Get the top HN stories in your inbox every day.
celestialcheese
arnaudsm
Using LLMs with 100GB VRAM to convert PDFs to CSVs is truly depressing, but I am sure many companies will love it.
2023 office software already uses 1000x more ressources than 1990s'. I bet we are ready to do that again.
visarga
Not just PDFs with tables. It works on any semi-structured document with key-value pairs like invoices, purchase orders, receipts, tickets, forms, error messages, logs, etc.
The "Information Extraction from semistructured and unstructured documents" task is seeing a huge leap, just 3 years ago it was very tedious to train a model to solve a single use case. Now they all work.
But if you do make the effort to train a specialised model for a single document type, the narrow model surpasses GPT3.5 and 4.
version_five
Consulting companies are paying juniors > $150k per year to do this kind of thing. In some objective sense, it's absurd, but locally, it makes more sense to use an expensive gpu than an MBA class president. And in 10 years, everyone's phone will have that much compute anyway.
csomar
It's funny but React/Node/Electron apps will suddenly become minimalist once everyone and his brother start adding a neural model to his app that consumes 10GB of V/RAM.
martythemaniak
You're missing the developer time. You no longer have to spend hours (or days, perhaps weeks depending on the sources) stringing together random libs, munging and cleaning data, testing, etc etc.
arnaudsm
I agree, computers are cheapers than engineers.
But I wonder how much more productive our economies could be if everyone was taught programming the same way we teach reading & writing, and open standards were ubiquitous.
celestialcheese
If you’ve never built PDF or archive document parsing systems, you don’t know true pain.
I see it as incredible.

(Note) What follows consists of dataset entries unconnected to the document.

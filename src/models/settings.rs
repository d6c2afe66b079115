// src/models/settings.rs

use chrono::{DateTime, Utc};
use serde::{Deserialize, Serialize};
use sqlx::FromRow;
use utoipa::ToSchema;
use validator::Validate;

// Linha única com os dados da empresa (usados no cabeçalho das faturas)
#[derive(Debug, Clone, Serialize, Deserialize, FromRow, ToSchema)]
#[serde(rename_all = "camelCase")]
pub struct BusinessSettings {
    #[schema(example = "VAYON Clothing")]
    pub business_name: String,

    #[schema(example = "12 Tahrir St, Cairo")]
    pub address: Option<String>,

    #[schema(example = "+20 100 000 0000")]
    pub phone: Option<String>,

    #[schema(example = "sales@vayon.local")]
    pub email: Option<String>,

    #[schema(example = "123-456-789")]
    pub tax_number: Option<String>,

    #[schema(example = "EGP")]
    pub currency: String,

    pub updated_at: DateTime<Utc>,
}

// Campos ausentes mantêm o valor atual
#[derive(Debug, Deserialize, Validate, ToSchema)]
#[serde(rename_all = "camelCase")]
pub struct UpdateSettingsRequest {
    #[validate(length(min = 1, max = 200, message = "required"))]
    #[schema(example = "VAYON Clothing")]
    pub business_name: Option<String>,

    pub address: Option<String>,
    pub phone: Option<String>,

    #[validate(email(message = "email"))]
    pub email: Option<String>,

    pub tax_number: Option<String>,

    #[validate(length(min = 3, max = 10))]
    #[schema(example = "EGP")]
    pub currency: Option<String>,
}
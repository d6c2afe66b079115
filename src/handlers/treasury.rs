// src/handlers/treasury.rs

use axum::{
    extract::{Path, State},
    http::StatusCode,
    response::IntoResponse,
    Json,
};
use uuid::Uuid;
use validator::Validate;

use crate::{
    common::error::{ApiError, AppError},
    config::AppState,
    middleware::{
        auth::AuthenticatedUser,
        i18n::Locale,
        rbac::{PermTreasuryRead, PermTreasuryWrite, RequirePermission},
    },
    models::treasury::{CreateTreasuryPayload, CreateTreasuryTransactionPayload, Treasury, TreasuryTransaction},
};

#[utoipa::path(
    get,
    path = "/api/treasuries",
    tag = "Treasury",
    responses((status = 200, description = "Tesourarias", body = Vec<Treasury>)),
    security(("api_jwt" = []))
)]
pub async fn list_treasuries(
    State(app_state): State<AppState>,
    locale: Locale,
    _guard: RequirePermission<PermTreasuryRead>,
) -> Result<impl IntoResponse, ApiError> {
    let treasuries = app_state
        .treasury_service
        .list_treasuries()
        .await
        .map_err(|e| e.to_api_error(&locale, &app_state.i18n_store))?;

    Ok(Json(treasuries))
}

#[utoipa::path(
    post,
    path = "/api/treasuries",
    tag = "Treasury",
    request_body = CreateTreasuryPayload,
    responses(
        (status = 201, description = "Tesouraria criada com saldo zero", body = Treasury),
        (status = 409, description = "Nome já existe")
    ),
    security(("api_jwt" = []))
)]
pub async fn create_treasury(
    State(app_state): State<AppState>,
    locale: Locale,
    _guard: RequirePermission<PermTreasuryWrite>,
    Json(payload): Json<CreateTreasuryPayload>,
) -> Result<impl IntoResponse, ApiError> {
    payload
        .validate()
        .map_err(|e| AppError::ValidationError(e).to_api_error(&locale, &app_state.i18n_store))?;

    let treasury = app_state
        .treasury_service
        .create_treasury(&payload)
        .await
        .map_err(|e| e.to_api_error(&locale, &app_state.i18n_store))?;

    Ok((StatusCode::CREATED, Json(treasury)))
}

#[utoipa::path(
    get,
    path = "/api/treasuries/{id}",
    tag = "Treasury",
    params(("id" = Uuid, Path, description = "ID da tesouraria")),
    responses(
        (status = 200, description = "Tesouraria", body = Treasury),
        (status = 404, description = "Tesouraria não encontrada")
    ),
    security(("api_jwt" = []))
)]
pub async fn get_treasury(
    State(app_state): State<AppState>,
    locale: Locale,
    _guard: RequirePermission<PermTreasuryRead>,
    Path(id): Path<Uuid>,
) -> Result<impl IntoResponse, ApiError> {
    let treasury = app_state
        .treasury_service
        .get_treasury(id)
        .await
        .map_err(|e| e.to_api_error(&locale, &app_state.i18n_store))?;

    Ok(Json(treasury))
}

#[utoipa::path(
    get,
    path = "/api/treasuries/{id}/transactions",
    tag = "Treasury",
    params(("id" = Uuid, Path, description = "ID da tesouraria")),
    responses((status = 200, description = "Lançamentos (mais recentes primeiro)", body = Vec<TreasuryTransaction>)),
    security(("api_jwt" = []))
)]
pub async fn list_transactions(
    State(app_state): State<AppState>,
    locale: Locale,
    _guard: RequirePermission<PermTreasuryRead>,
    Path(id): Path<Uuid>,
) -> Result<impl IntoResponse, ApiError> {
    let transactions = app_state
        .treasury_service
        .list_transactions(id)
        .await
        .map_err(|e| e.to_api_error(&locale, &app_state.i18n_store))?;

    Ok(Json(transactions))
}

#[utoipa::path(
    post,
    path = "/api/treasuries/{id}/transactions",
    tag = "Treasury",
    params(("id" = Uuid, Path, description = "ID da tesouraria")),
    request_body = CreateTreasuryTransactionPayload,
    responses(
        (status = 201, description = "Lançamento manual registrado", body = TreasuryTransaction),
        (status = 422, description = "Saldo insuficiente ou tesouraria inativa")
    ),
    security(("api_jwt" = []))
)]
pub async fn create_transaction(
    State(app_state): State<AppState>,
    locale: Locale,
    user: AuthenticatedUser,
    _guard: RequirePermission<PermTreasuryWrite>,
    Path(id): Path<Uuid>,
    Json(payload): Json<CreateTreasuryTransactionPayload>,
) -> Result<impl IntoResponse, ApiError> {
    payload
        .validate()
        .map_err(|e| AppError::ValidationError(e).to_api_error(&locale, &app_state.i18n_store))?;

    let transaction = app_state
        .treasury_service
        .create_manual_transaction(id, &payload, user.0.id)
        .await
        .map_err(|e| e.to_api_error(&locale, &app_state.i18n_store))?;

    Ok((StatusCode::CREATED, Json(transaction)))
}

Most PDFs that i see are basically just thin wrappers around image scans of documents that don’t exist anywhere anymore. Archives from estates, manuals, etc.
These techniques of using LLMs to clean ocr output is game changing because best in class before was human-in-the-loop systems that required huge amounts of rewriting to get useable output.
Now LLMs are unlocking for significantly cheaper previously difficult data sources for relatively cheap.
SongofEarth
On youtube there are timer and stopwatch videos that have millions of views, people are streaming 1080p videos for something that can be implemented locally within 20 lines of code, but does it matter really, it won't make a dent on Google's revenue.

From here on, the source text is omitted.